Мы сидели с матерью в заднем углу, как чужие в своём жилье. В пухлой деревенской юбке, в белой кофте-разлетайке, в шерстяном цветистом полушалке, повязанном на повойнике в виде кокошника, мать чувствовала себя одинокой, беспомощной, отверженной. Я же с обидой чувствовал, что над нами потешаются, что Люба хохочет, видно, не потому, что ей пальцы показывают, а потому, что мы с матерью кажемся ей смешными своей деревенской нелюдимостью и дикостью. После того как Мара наскочила на мать, она уже больше не замечала её. И Дунярка тоже не желала видеть меня, словно стыдилась, что в их чистенькой комнатке сидит деревенский вахлачок. А мне хотелось вскочить и крикнуть им:

— Чего вы охальничаете? Хуже мы вас, что ли? Мы у себя дома, а вы в угол нас загнали. Вы не гости, а бесчинницы.

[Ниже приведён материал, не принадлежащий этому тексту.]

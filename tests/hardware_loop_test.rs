mod fixtures;

use firlab::FirError;
use firlab::config::DeviceConfig;
use firlab::device::{
    ControlWord, DeviceChannel, EmulatedDevice, RegisterMap, configure_filter, stream_samples,
};
use firlab::io::CoefficientTable;
use firlab::processing::{INPUT_LABEL, run_hardware, run_software};
use fixtures::{P0_CFG, P4_CFG, SQUARE_SAMPLES, SQUARE_VEC, Workspace};

#[test]
fn test_emulated_run_matches_host() {
    let ws = Workspace::new("emulated_run");
    let vector = ws.file("square.vec", SQUARE_VEC);
    let configs = vec![ws.file("p0.cfg", P0_CFG), ws.file("p4.cfg", P4_CFG)];

    let device_config = DeviceConfig::default();
    let mut device = EmulatedDevice::new(device_config.registers());
    let (input, runs) = run_hardware(&mut device, &device_config, &vector, &configs).unwrap();

    assert_eq!(input.label, INPUT_LABEL);
    assert_eq!(input.values.len(), SQUARE_SAMPLES.len());
    assert_eq!(runs.len(), 2);
    for run in &runs {
        assert_eq!(run.first_mismatch(), None, "{}", run.series.label);
    }

    assert_eq!(
        runs[0].series.values,
        vec![0, 0, 100, 200, 200, 200, 100, 0, 0, 0]
    );
    // On the device a disabled tap keeps its delay slot
    assert_eq!(
        runs[1].series.values,
        vec![0, 0, 200, 200, 300, 300, 100, 100, 0, 0]
    );
}

#[test]
fn test_all_taps_enabled_agrees_with_software_path() {
    let ws = Workspace::new("all_taps_enabled");
    let vector = ws.file("square.vec", SQUARE_VEC);
    let cfg = ws.file("full.cfg", "coef,en,value\n0,1,4\n1,1,3\n2,1,2\n3,1,1\n");

    let device_config = DeviceConfig::default();
    let mut device = EmulatedDevice::new(device_config.registers());
    let (_, runs) = run_hardware(&mut device, &device_config, &vector, &[cfg.clone()]).unwrap();
    let software = run_software(&vector, &[cfg]).unwrap();

    assert_eq!(runs[0].series.values, software[0].values);
}

#[test]
fn test_reconfiguration_clears_history() {
    let mut device = EmulatedDevice::default();
    let map = RegisterMap::default();
    let table = CoefficientTable::parse(
        "coef,en,value\n0,1,1\n1,1,1\n2,1,1\n3,1,1\n",
        std::path::Path::new("sum4.cfg"),
    )
    .unwrap();

    configure_filter(&mut device, &map, &table, None).unwrap();
    assert_eq!(stream_samples(&mut device, &[1, 1, 1]).unwrap(), vec![1, 2, 3]);

    // TCLR in the configuration sequence empties the delay line
    configure_filter(&mut device, &map, &table, None).unwrap();
    assert_eq!(stream_samples(&mut device, &[1]).unwrap(), vec![1]);
}

#[test]
fn test_custom_register_map() {
    let ws = Workspace::new("custom_register_map");
    let vector = ws.file("ramp.vec", "1\n2\n3\n");
    let cfg = ws.file("p0.cfg", P0_CFG);

    let device_config = DeviceConfig {
        csr_address: 0x100,
        coef_address: 0x104,
        base_csr: Some(0),
        ..DeviceConfig::default()
    };
    let mut device = EmulatedDevice::new(device_config.registers());
    let (_, runs) = run_hardware(&mut device, &device_config, &vector, &[cfg]).unwrap();

    assert_eq!(runs[0].series.values, vec![1, 3, 5]);
    assert!(device.write_log().iter().all(|&(addr, _)| addr == 0x100 || addr == 0x104));
    assert_eq!(
        device.read_register(0x100).unwrap(),
        (ControlWord::FEN | ControlWord::C0EN | ControlWord::C1EN).bits()
    );
    assert_eq!(device.coef(), 0x0000_0101);
}

#[test]
fn test_missing_tap_aborts_run() {
    let ws = Workspace::new("missing_tap_aborts");
    let vector = ws.file("square.vec", SQUARE_VEC);
    let cfg = ws.file("short.cfg", "coef,en,value\n0,1,1\n1,1,1\n2,1,1\n");

    let device_config = DeviceConfig::default();
    let mut device = EmulatedDevice::new(device_config.registers());
    let err = run_hardware(&mut device, &device_config, &vector, &[cfg]).unwrap_err();

    match err {
        FirError::MissingTap(missing) => assert_eq!(missing, vec![3]),
        other => panic!("expected MissingTap, got {other}"),
    }
    assert!(device.write_log().is_empty());
}
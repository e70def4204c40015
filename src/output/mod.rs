mod csv;
mod json;
mod text;

use chrono::Utc;
use serde::{Deserialize, Serialize};

use crate::error::Result;

pub use self::csv::CsvFormatter;
pub use self::json::JsonFormatter;
pub use self::text::TextFormatter;

#[derive(Debug, Clone, Copy, Default, PartialEq, Eq, Deserialize, clap::ValueEnum)]
#[serde(rename_all = "lowercase")]
pub enum OutputFormat {
    #[default]
    Text,
    Csv,
    Json,
}

/// A named sequence of values, ready for display or plotting
#[derive(Debug, Clone, PartialEq, Eq, Serialize)]
pub struct LabeledSeries {
    pub label: String,
    pub values: Vec<i128>,
    /// Per-value x-axis labels; positions are used when absent
    #[serde(skip_serializing_if = "Option::is_none")]
    pub x_labels: Option<Vec<String>>,
}

impl LabeledSeries {
    pub fn new(label: impl Into<String>, values: Vec<i128>) -> Self {
        Self {
            label: label.into(),
            values,
            x_labels: None,
        }
    }

    /// Attach x-axis labels, one per value
    pub fn with_x_labels(mut self, x_labels: Vec<String>) -> Self {
        debug_assert_eq!(x_labels.len(), self.values.len());
        self.x_labels = Some(x_labels);
        self
    }

    /// X-axis label for position `i`: the attached label, or the index itself
    pub fn x_label(&self, i: usize) -> String {
        self.x_labels
            .as_ref()
            .and_then(|labels| labels.get(i))
            .cloned()
            .unwrap_or_else(|| i.to_string())
    }

    pub fn from_samples(label: impl Into<String>, samples: &[i64]) -> Self {
        Self::new(label, samples.iter().map(|&s| i128::from(s)).collect())
    }

    pub fn len(&self) -> usize {
        self.values.len()
    }

    pub fn is_empty(&self) -> bool {
        self.values.is_empty()
    }
}

pub trait Formatter {
    fn format(&self, series: &[LabeledSeries]) -> Result<String>;
}

pub fn create_formatter(format: OutputFormat, verbose: bool) -> Box<dyn Formatter> {
    match format {
        OutputFormat::Text => Box::new(TextFormatter::new(verbose)),
        OutputFormat::Csv => Box::new(CsvFormatter),
        OutputFormat::Json => Box::new(JsonFormatter),
    }
}

pub fn iso8601_timestamp() -> String {
    Utc::now().format("%Y-%m-%dT%H:%M:%S%.3fZ").to_string()
}
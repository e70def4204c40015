//! Register layout constants for the FIR device
//!
//! The device exposes a control/status register (CSR) and a packed
//! coefficient register (COEF). Bit positions inside the CSR are defined
//! by [`crate::device::ControlWord`].

/// Number of taps held by the COEF register, one byte each.
pub const REGISTER_TAPS: usize = 4;

/// Default CSR address on the device bus.
pub const DEFAULT_CSR_ADDRESS: u32 = 0x0;

/// Default COEF register address on the device bus.
pub const DEFAULT_COEF_ADDRESS: u32 = 0x4;
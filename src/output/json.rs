use serde::Serialize;

use super::{Formatter, LabeledSeries, iso8601_timestamp};
use crate::error::Result;

pub struct JsonFormatter;

#[derive(Serialize)]
struct Report<'a> {
    ts: String,
    series: &'a [LabeledSeries],
}

impl Formatter for JsonFormatter {
    fn format(&self, series: &[LabeledSeries]) -> Result<String> {
        let report = Report {
            ts: iso8601_timestamp(),
            series,
        };
        Ok(serde_json::to_string_pretty(&report)?)
    }
}
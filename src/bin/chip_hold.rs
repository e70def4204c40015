use std::path::PathBuf;
use std::process::ExitCode;

use clap::Parser;

use firlab::output::{OutputFormat, create_formatter};
use firlab::validation::load_chip_hold;

#[derive(Parser, Debug)]
#[command(name = "chip_hold")]
#[command(about = "Summarize chip validation results", long_about = None)]
#[command(after_help = "Example usage: chip_hold results.csv")]
struct Args {
    /// Chip validation results file (CSV, header line first)
    source: PathBuf,

    /// Output format: text, csv, json
    #[arg(short = 'f', long, value_enum, default_value = "text")]
    format: OutputFormat,

    /// Print every value, not only the summary (text format)
    #[arg(long)]
    values: bool,

    /// Increase logging verbosity
    #[arg(short = 'v', long, action = clap::ArgAction::Count)]
    verbose: u8,
}

fn main() -> ExitCode {
    let args = Args::parse();

    let log_level = match args.verbose {
        0 => "info",
        1 => "debug",
        _ => "trace",
    };
    env_logger::Builder::from_env(env_logger::Env::default().default_filter_or(log_level)).init();
    log::debug!("Verbose logging enabled");

    match run(&args) {
        Ok(()) => ExitCode::SUCCESS,
        Err(e) => {
            log::error!("Unable to locate or read {}: {:#}", args.source.display(), e);
            ExitCode::FAILURE
        }
    }
}

fn run(args: &Args) -> anyhow::Result<()> {
    let data = load_chip_hold(&args.source)?;
    let series = [data.to_series("chip_hold")];

    let formatter = create_formatter(args.format, args.values);
    println!("{}", formatter.format(&series)?);
    Ok(())
}
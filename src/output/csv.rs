use super::{Formatter, LabeledSeries};
use crate::error::Result;

/// One column per series, one row per sample index
///
/// The index column takes its values from the first series that carries
/// x-axis labels, if any.
pub struct CsvFormatter;

impl Formatter for CsvFormatter {
    fn format(&self, series: &[LabeledSeries]) -> Result<String> {
        let keyed = series.iter().find(|s| s.x_labels.is_some());

        let mut header = vec!["index".to_string()];
        header.extend(series.iter().map(|s| quote(&s.label)));

        let rows = series.iter().map(LabeledSeries::len).max().unwrap_or(0);
        let mut lines = Vec::with_capacity(rows + 1);
        lines.push(header.join(","));

        for i in 0..rows {
            let key = keyed.map_or_else(|| i.to_string(), |s| quote(&s.x_label(i)));
            let mut fields = vec![key];
            // Shorter series leave the cell empty
            fields.extend(
                series
                    .iter()
                    .map(|s| s.values.get(i).map_or(String::new(), |v| v.to_string())),
            );
            lines.push(fields.join(","));
        }

        Ok(lines.join("\n"))
    }
}

fn quote(field: &str) -> String {
    if field.contains([',', '"', '\n']) {
        format!("\"{}\"", field.replace('"', "\"\""))
    } else {
        field.to_string()
    }
}

#[cfg(test)]
mod tests {
    use super::*;

    #[test]
    fn test_columns_and_padding() {
        let series = [
            LabeledSeries::new("input", vec![1, 2, 3]),
            LabeledSeries::new("p0,cfg", vec![1, 3]),
        ];
        let out = CsvFormatter.format(&series).unwrap();
        assert_eq!(out, "index,input,\"p0,cfg\"\n0,1,1\n1,2,3\n2,3,");
    }

    #[test]
    fn test_index_column_uses_x_labels() {
        let series = [LabeledSeries::new("chip_hold", vec![12, 7, 16]).with_x_labels(vec![
            "A7".to_string(),
            "B,2".to_string(),
            "C0".to_string(),
        ])];
        let out = CsvFormatter.format(&series).unwrap();
        assert_eq!(out, "index,chip_hold\nA7,12\n\"B,2\",7\nC0,16");
    }

    #[test]
    fn test_no_series() {
        assert_eq!(CsvFormatter.format(&[]).unwrap(), "index");
    }
}
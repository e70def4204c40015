use rolling_stats::Stats;

use super::{Formatter, LabeledSeries};
use crate::error::Result;

pub struct TextFormatter {
    verbose: bool,
}

impl TextFormatter {
    pub fn new(verbose: bool) -> Self {
        Self { verbose }
    }
}

impl Formatter for TextFormatter {
    fn format(&self, series: &[LabeledSeries]) -> Result<String> {
        let mut lines = Vec::with_capacity(series.len());

        for s in series {
            if s.is_empty() {
                lines.push(format!("{}: (empty)", s.label));
                continue;
            }

            let mut stats: Stats<f64> = Stats::new();
            for &v in &s.values {
                stats.update(v as f64);
            }
            lines.push(format!(
                "{}: n={} min={:.0} max={:.0} mean={:.3} std_dev={:.3}",
                s.label, stats.count, stats.min, stats.max, stats.mean, stats.std_dev
            ));

            if self.verbose {
                let values: Vec<String> = match &s.x_labels {
                    Some(_) => s
                        .values
                        .iter()
                        .enumerate()
                        .map(|(i, v)| format!("{}={}", s.x_label(i), v))
                        .collect(),
                    None => s.values.iter().map(|v| v.to_string()).collect(),
                };
                lines.push(format!("  [{}]", values.join(", ")));
            }
        }

        Ok(lines.join("\n"))
    }
}
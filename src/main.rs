use std::path::PathBuf;
use std::process::ExitCode;

use anyhow::Context;
use clap::Parser;

use firlab::config::FirConfig;
use firlab::output::{OutputFormat, create_formatter};
use firlab::processing::run_software;

#[derive(Parser, Debug)]
#[command(name = "firlab")]
#[command(about = "Validate FIR filter signal processing on the host", long_about = None)]
struct Args {
    /// Input signal vector file (e.g. square.vec)
    #[arg(long)]
    vector: Option<PathBuf>,

    /// FIR coefficient config files (e.g. p0.cfg p4.cfg p7.cfg p9.cfg)
    #[arg(long, num_args = 1..)]
    configs: Vec<PathBuf>,

    /// TOML run configuration; flags override its values
    #[arg(short, long)]
    config: Option<PathBuf>,

    /// Output format: text, csv, json
    #[arg(short = 'f', long, value_enum)]
    format: Option<OutputFormat>,

    /// Print every output value, not only the summary (text format)
    #[arg(long)]
    values: bool,

    /// Increase logging verbosity
    #[arg(short = 'v', long, action = clap::ArgAction::Count)]
    verbose: u8,
}

fn main() -> ExitCode {
    let args = Args::parse();

    let log_level = match args.verbose {
        0 => "info",
        1 => "debug",
        _ => "trace",
    };
    env_logger::Builder::from_env(env_logger::Env::default().default_filter_or(log_level)).init();
    log::debug!("Verbose logging enabled");

    match build_config(&args).and_then(|config| run(&config)) {
        Ok(()) => ExitCode::SUCCESS,
        Err(e) => {
            log::error!("{:#}", e);
            ExitCode::FAILURE
        }
    }
}

fn build_config(args: &Args) -> anyhow::Result<FirConfig> {
    let mut config = match &args.config {
        Some(path) => FirConfig::load(path)
            .with_context(|| format!("Failed to load configuration {}", path.display()))?,
        None => FirConfig::default(),
    };

    if let Some(vector) = &args.vector {
        config.input.vector = Some(vector.clone());
    }
    if !args.configs.is_empty() {
        config.input.configs = args.configs.clone();
    }
    if let Some(format) = args.format {
        config.output.format = format;
    }
    config.output.verbose |= args.values;

    Ok(config)
}

fn run(config: &FirConfig) -> anyhow::Result<()> {
    let (vector, configs) = config.inputs()?;
    let series = run_software(vector, configs)?;

    let formatter = create_formatter(config.output.format, config.output.verbose);
    println!("{}", formatter.format(&series)?);
    Ok(())
}
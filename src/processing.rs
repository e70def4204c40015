use std::path::{Path, PathBuf};

use crate::config::DeviceConfig;
use crate::device::{DeviceChannel, configure_filter, stream_samples};
use crate::error::Result;
use crate::io::{CoefficientTable, load_vector};
use crate::output::LabeledSeries;
use crate::signal_processing::{FirFilter, apply_fir};

/// Label used for the raw input series
pub const INPUT_LABEL: &str = "input";

/// Filter one vector with the enabled taps of each coefficient file
///
/// Returns one series per config file, labeled with its path.
pub fn run_software(vector: &Path, configs: &[PathBuf]) -> Result<Vec<LabeledSeries>> {
    let samples = load_vector(vector)?;

    configs
        .iter()
        .map(|cfg| {
            log::info!("Processing config {}", cfg.display());
            let table = CoefficientTable::load(cfg)?;
            let output = FirFilter::new(table.enabled_values()).apply(&samples)?;
            Ok(LabeledSeries::new(cfg.display().to_string(), output))
        })
        .collect()
}

/// Result of streaming a vector through the device for one config
#[derive(Debug)]
pub struct HardwareRun {
    pub series: LabeledSeries,
    /// What the device should produce for this table, computed on the host
    pub expected: Vec<i128>,
}

impl HardwareRun {
    /// Index and values of the first sample where device and host disagree
    pub fn first_mismatch(&self) -> Option<(usize, i128, i128)> {
        self.series
            .values
            .iter()
            .zip(&self.expected)
            .enumerate()
            .find(|(_, (got, want))| got != want)
            .map(|(i, (&got, &want))| (i, got, want))
    }
}

/// Stream a vector through the device once per coefficient file
///
/// The device is reconfigured before each file. The returned list starts
/// with the input series, followed by one device output per config.
pub fn run_hardware<C: DeviceChannel + ?Sized>(
    channel: &mut C,
    device: &DeviceConfig,
    vector: &Path,
    configs: &[PathBuf],
) -> Result<(LabeledSeries, Vec<HardwareRun>)> {
    let samples = load_vector(vector)?;
    let registers = device.registers();

    let mut runs = Vec::with_capacity(configs.len());
    for cfg in configs {
        log::info!("Processing config {} on device", cfg.display());
        let table = CoefficientTable::load(cfg)?;

        configure_filter(channel, &registers, &table, device.base_control_word())?;
        let output = stream_samples(channel, &samples)?;

        let expected = apply_fir(&samples, &table.register_weights()?)?;
        runs.push(HardwareRun {
            series: LabeledSeries::from_samples(cfg.display().to_string(), &output),
            expected,
        });
    }

    Ok((LabeledSeries::from_samples(INPUT_LABEL, &samples), runs))
}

Я и мучился от нашего отчуждения, и переживал неиспытанные волнения. Эти новые люди ворвались к нам так беззастенчиво, что я сразу был захвачен их смелостью и размашистой вольностью. Я никогда ещё не видел таких напористых девчат и такой женщины, как Раиса, — уверенной в себе, сильной и знающей себе цену. И я чувствовал, что мать переживает то же самое: ей было тягостно от своей привычной бабьей пришибленности, но к этим людям влекло её острое любопытство.

Вошла Раиса с кипящим самоварчиком, поставила его на медный поднос. Самовар клокотал, пыхтел, шипел, выбрасывал пар кверху и в стороны и выплескивал воду из-под крышки. Манюшка в ужасе бросилась к нему с чайником и горестно закричала:

— Дунярка, дочка, что же это ты самовар-то проглядела? Раисочку заставила трудиться.

Но Раиса спокойно и твёрдо отстранила её, взяла у неё чайник и заварила чай.

— Сейчас — я хозяйка, тётя Маша. Рассаживайтесь, где вам нравится. Мара, на место! Не красуйся перед зеркалом, краше не будешь, так и останешься чёрненькой. И не озоруй. Вижу, опять выкинула какой-нибудь фортель. А Люба знает своё дело — хохотать: ишь, как развезло её!

Люба зашлась хохотом, отмахиваясь от Раисы обеими руками. Но Раиса строго уставилась на неё.

— Ну-ка, замолчать!

И, к моему удивлению, Люба сразу же оборвала хохот и сконфузилась. Но лицо её всё ещё дрожало от мучительной судороги.

Раиса подошла к матери и осторожно взяла её за руки. Она улыбнулась ей тепло, дружески, зная, что мать тоже улыбнётся и доверчиво подчинится ей. Красивая фигура её, в пышной серой юбке, очень длинной — до самого пола, в снежно-белой кофте с крылышками, была гибкая, сильная, властная.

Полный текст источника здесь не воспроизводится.